**TASK BRIEF**
Please copy out every line in the entries that includes the word "link".

[Stored items]
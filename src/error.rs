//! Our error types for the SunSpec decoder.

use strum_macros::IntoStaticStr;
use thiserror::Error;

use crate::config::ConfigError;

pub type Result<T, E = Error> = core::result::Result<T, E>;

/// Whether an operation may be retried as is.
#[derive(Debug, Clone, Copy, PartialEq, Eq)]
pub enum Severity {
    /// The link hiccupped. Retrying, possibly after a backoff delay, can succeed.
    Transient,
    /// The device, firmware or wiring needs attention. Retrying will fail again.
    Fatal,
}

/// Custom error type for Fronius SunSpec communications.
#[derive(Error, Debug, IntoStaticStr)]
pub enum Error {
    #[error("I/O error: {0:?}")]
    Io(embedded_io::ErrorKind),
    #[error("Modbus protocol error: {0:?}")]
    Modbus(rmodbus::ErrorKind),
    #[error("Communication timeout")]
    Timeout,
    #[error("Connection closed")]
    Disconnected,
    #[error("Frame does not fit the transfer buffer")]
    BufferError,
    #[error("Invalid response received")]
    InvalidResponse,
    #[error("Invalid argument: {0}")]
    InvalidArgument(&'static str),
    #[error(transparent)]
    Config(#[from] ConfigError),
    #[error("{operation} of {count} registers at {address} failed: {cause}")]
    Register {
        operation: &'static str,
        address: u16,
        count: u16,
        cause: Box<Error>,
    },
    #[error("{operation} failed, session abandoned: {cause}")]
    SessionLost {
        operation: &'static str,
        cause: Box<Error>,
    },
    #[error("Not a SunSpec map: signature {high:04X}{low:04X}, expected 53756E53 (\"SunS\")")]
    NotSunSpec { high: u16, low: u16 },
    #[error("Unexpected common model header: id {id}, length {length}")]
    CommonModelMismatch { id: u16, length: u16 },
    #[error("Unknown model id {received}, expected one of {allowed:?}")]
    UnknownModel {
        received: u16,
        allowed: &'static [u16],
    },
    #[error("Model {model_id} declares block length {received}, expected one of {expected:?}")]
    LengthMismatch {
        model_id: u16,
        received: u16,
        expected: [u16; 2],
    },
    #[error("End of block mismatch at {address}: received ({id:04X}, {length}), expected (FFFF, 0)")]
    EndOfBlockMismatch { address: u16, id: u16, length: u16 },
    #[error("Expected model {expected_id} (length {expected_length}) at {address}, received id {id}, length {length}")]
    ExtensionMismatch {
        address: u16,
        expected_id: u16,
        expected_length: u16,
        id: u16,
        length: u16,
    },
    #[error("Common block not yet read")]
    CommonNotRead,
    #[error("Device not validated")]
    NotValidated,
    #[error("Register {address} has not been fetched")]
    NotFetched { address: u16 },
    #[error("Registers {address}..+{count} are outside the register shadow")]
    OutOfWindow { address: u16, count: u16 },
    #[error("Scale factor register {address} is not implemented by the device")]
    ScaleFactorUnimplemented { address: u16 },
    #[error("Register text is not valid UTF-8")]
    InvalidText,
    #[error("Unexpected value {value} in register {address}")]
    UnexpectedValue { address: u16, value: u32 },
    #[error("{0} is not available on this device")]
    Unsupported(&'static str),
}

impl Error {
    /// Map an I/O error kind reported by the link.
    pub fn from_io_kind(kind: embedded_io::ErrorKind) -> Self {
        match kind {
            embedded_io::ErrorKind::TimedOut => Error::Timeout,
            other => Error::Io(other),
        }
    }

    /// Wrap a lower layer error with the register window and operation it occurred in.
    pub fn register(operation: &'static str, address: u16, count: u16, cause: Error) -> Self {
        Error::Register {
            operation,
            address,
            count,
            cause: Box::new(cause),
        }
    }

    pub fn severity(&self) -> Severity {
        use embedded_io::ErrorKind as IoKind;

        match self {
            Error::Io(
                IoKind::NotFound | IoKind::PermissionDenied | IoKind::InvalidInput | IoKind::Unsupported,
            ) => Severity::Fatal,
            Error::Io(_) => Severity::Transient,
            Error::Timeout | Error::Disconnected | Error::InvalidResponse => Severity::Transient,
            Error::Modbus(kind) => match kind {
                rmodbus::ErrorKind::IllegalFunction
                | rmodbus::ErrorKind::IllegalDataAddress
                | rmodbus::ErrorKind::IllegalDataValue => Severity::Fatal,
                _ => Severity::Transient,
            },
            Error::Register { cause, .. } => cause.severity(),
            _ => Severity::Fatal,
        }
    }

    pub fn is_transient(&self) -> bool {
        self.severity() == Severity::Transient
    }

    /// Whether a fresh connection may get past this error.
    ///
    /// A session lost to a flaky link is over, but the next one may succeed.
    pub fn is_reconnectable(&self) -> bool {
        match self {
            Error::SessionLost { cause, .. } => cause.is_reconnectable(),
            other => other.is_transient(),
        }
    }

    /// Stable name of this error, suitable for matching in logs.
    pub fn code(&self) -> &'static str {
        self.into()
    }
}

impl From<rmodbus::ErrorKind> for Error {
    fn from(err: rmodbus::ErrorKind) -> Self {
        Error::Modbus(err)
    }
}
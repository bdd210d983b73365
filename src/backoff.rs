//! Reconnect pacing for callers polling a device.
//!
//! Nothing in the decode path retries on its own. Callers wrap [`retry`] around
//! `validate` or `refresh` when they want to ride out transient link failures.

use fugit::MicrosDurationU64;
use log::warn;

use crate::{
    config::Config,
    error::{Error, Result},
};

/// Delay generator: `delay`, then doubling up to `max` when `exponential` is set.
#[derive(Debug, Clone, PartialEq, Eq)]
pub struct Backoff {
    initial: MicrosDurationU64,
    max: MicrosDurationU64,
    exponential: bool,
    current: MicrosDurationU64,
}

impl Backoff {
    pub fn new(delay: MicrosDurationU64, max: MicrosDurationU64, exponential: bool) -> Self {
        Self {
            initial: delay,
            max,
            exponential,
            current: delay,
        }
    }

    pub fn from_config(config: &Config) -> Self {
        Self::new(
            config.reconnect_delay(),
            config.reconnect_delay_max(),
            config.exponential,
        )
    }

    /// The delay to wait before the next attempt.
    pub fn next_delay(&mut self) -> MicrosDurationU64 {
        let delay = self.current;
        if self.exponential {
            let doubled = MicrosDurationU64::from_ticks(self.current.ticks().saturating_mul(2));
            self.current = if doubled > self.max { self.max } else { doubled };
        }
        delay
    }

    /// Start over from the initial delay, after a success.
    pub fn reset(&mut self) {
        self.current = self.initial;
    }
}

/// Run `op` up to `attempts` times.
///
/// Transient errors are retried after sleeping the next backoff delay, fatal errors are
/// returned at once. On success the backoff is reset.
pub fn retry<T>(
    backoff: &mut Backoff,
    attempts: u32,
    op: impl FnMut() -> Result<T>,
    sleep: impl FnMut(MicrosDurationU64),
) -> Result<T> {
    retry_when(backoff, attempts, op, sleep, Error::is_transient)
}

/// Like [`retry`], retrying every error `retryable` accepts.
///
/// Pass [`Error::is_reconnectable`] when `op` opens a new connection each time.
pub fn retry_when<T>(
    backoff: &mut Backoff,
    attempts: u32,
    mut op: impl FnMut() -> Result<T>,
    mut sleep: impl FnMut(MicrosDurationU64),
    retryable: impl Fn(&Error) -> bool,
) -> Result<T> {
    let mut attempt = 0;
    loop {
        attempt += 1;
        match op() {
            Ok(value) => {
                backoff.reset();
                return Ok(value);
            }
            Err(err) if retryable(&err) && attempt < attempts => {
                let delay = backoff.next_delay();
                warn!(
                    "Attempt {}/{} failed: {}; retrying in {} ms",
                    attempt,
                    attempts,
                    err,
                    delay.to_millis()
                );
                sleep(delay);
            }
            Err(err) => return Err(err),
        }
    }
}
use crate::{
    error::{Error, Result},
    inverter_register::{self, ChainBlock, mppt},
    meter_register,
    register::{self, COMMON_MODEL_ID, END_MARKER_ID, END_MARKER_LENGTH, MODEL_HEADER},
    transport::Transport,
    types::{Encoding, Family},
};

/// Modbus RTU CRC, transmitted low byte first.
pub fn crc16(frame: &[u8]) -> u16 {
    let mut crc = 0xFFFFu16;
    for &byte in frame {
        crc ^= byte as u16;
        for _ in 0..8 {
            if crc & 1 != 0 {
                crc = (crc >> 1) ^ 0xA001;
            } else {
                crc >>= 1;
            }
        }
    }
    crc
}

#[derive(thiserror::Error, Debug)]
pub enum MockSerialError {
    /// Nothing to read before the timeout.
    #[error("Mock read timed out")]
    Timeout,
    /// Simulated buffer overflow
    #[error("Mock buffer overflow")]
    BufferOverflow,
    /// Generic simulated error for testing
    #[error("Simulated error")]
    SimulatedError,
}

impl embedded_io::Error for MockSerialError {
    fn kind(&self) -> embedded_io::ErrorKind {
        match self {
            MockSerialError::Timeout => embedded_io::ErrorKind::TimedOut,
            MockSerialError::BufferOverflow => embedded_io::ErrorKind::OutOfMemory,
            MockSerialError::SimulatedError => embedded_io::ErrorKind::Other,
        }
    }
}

---

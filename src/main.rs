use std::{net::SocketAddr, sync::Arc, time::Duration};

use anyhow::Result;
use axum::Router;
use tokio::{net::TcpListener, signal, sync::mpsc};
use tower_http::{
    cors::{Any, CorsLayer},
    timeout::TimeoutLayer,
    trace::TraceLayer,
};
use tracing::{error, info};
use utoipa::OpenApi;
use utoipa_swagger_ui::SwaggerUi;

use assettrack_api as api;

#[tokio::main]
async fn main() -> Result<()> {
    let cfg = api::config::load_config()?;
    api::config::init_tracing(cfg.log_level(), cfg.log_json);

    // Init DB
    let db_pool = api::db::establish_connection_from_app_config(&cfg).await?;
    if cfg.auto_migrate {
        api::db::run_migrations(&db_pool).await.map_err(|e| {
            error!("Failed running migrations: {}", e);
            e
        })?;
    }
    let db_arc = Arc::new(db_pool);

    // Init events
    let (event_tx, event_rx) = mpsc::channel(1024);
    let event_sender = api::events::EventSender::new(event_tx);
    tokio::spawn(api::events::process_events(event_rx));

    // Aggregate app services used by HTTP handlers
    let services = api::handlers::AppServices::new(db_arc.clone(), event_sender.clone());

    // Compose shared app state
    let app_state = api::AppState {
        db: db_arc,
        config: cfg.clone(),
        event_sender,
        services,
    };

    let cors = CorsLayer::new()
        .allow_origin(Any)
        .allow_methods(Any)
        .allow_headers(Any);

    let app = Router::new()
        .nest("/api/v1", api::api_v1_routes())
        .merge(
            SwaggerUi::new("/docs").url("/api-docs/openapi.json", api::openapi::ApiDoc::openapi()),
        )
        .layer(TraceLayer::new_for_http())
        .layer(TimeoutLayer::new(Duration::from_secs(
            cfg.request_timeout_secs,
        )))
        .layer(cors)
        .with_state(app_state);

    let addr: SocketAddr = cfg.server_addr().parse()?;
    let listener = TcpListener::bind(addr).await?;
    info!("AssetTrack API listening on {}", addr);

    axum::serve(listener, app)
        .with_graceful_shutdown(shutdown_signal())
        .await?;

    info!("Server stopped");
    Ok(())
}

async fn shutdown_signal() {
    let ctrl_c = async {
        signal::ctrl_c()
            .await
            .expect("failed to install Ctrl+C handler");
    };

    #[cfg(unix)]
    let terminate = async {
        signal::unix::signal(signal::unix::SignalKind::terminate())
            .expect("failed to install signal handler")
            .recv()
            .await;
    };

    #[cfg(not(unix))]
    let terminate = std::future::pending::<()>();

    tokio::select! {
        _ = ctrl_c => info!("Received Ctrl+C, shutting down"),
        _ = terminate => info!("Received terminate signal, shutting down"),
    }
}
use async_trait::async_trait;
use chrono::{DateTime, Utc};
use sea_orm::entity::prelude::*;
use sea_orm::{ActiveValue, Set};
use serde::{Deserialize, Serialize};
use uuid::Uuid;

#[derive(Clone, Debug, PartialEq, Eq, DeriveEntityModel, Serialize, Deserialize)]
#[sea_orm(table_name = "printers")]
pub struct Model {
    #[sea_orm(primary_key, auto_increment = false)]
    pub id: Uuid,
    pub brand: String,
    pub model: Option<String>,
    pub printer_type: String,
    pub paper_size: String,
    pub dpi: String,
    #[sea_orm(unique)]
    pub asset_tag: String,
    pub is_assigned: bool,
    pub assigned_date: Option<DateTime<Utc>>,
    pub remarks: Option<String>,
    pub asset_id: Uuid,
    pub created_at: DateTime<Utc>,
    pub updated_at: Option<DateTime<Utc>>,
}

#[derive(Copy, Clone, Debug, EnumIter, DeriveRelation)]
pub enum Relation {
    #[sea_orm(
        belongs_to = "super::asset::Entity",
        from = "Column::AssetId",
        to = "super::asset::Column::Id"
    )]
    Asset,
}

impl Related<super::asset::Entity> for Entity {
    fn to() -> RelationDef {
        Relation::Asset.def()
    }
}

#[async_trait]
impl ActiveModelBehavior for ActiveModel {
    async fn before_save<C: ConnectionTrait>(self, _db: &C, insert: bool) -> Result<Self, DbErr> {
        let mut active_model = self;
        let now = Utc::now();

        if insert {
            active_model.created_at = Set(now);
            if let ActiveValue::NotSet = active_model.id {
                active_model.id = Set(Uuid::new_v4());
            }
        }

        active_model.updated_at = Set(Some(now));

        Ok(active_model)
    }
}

**TASK RESPONSE**
    /// The link hiccupped. Retrying, possibly after a backoff delay, can succeed.
    /// Map an I/O error kind reported by the link.
    /// A session lost to a flaky link is over, but the next one may succeed.
//! `validate` or `refresh` when they want to ride out transient link failures.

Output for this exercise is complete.